In the book, his real Dad (the Poor Dad) is a college instructor, living a middle class life. His real Dad encourages Richard to study hard, make good grades, go to college and get a nice professional job. In the book, his Rich Dad is his best friend’s Dad. The Rich Dad is a business owner who encourages both boys to learn how to make money via business endeavors.
The authors present several ‘lessons’, such as don’t work to earn, work to learn; use the money you already have instead of spending more time on another job to get more money; use business structures to derive tax efficiency for your operation (pay taxes on the net income, not the gross) and; profit is made when you buy, not when you sell.
If you have read Kiyosaki books, you know that most of them are primarily focused on psychology and motivation, not on actual techniques to make money. Strewn throughout the book are success stories and cheering sections to get the reader motivated to take action.

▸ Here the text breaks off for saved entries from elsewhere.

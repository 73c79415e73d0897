use axum::{routing::get, Router};
use std::net::SocketAddr;
use std::time::Duration;
use tokio::task;
use tower_http::trace::TraceLayer;
use tracing::info;
use tracing_subscriber::{layer::SubscriberExt, util::SubscriberInitExt};

use cinema_booking::{config::Config, controllers, services::Reconciler, store::PgStore, AppState};

#[global_allocator]
static GLOBAL: mimalloc::MiMalloc = mimalloc::MiMalloc;

#[tokio::main]
async fn main() -> anyhow::Result<()> {
    dotenvy::dotenv().ok();
    let config = Config::from_env()?;

    let registry = tracing_subscriber::registry()
        .with(tracing_subscriber::EnvFilter::new(&config.app.rust_log));
    if config.app.log_json {
        registry.with(tracing_subscriber::fmt::layer().json()).init();
    } else {
        registry.with(tracing_subscriber::fmt::layer()).init();
    }

    info!("Starting cinema booking API ({})", config.app.environment);

    let app_state = AppState::new(config).await?;
    let config = &app_state.config;

    app_state.cache.warmup_cache(&app_state.booking).await;
    info!("Cache warmed up");

    // --- Start background tasks ---

    // Сверка is_booked_out с фактическими бронями
    let reconciler = Reconciler::new(PgStore::new(&app_state.db));
    let interval = Duration::from_secs(config.booking.reconcile_interval_secs);
    task::spawn(reconciler.run_every(interval));

    // --- Start the web server ---

    let app = Router::new()
        .route("/", get(|| async { "Cinema booking API v1.0" }))
        .route("/health", get(|| async { "OK" }))
        .nest("/api", controllers::routes())
        .with_state(app_state.clone())
        .layer(TraceLayer::new_for_http());

    let host: std::net::IpAddr = config.app.host.parse()?;
    let addr = SocketAddr::from((host, config.app.port));
    info!("Server listening on {}", addr);

    let listener = tokio::net::TcpListener::bind(addr).await?;
    axum::serve(listener, app.into_make_service()).await?;
    Ok(())
}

If you are a parent – trying to motivate or educate your children to be entrepeneurs, this book may not be the best one for you. Check out Young Bucks – How to Raise a Future Millionaire by Troy Dunn. There is a bit of a summary of it in our article: http://www.familymoneyvalues.com/index.php/educate/127-entrepreneurship/138-entrepreneurial-kids-teach-your-child-to-be-one
Read this book to understand and address:
- Kiyosaki’s preferred asset types
- The need to understand financial statements such as income and balance sheets
- Motivational stories to learn to act differently than you do today on financial decisions.
What I liked:
- Tips on getting started – such as choosing friends for their knowledge and the idea that when you are around knowledgeable (and rich) friends, opportunities pop out that you won’t see around others
- To-Do items in Chapter 10 – such as finding someone who has what you want or does what you want to do, taking them to lunch and learning from them
- The brevity of the book.
What I wished for:
- More specific pointers on techniques he used
- More focused information with less repetitio.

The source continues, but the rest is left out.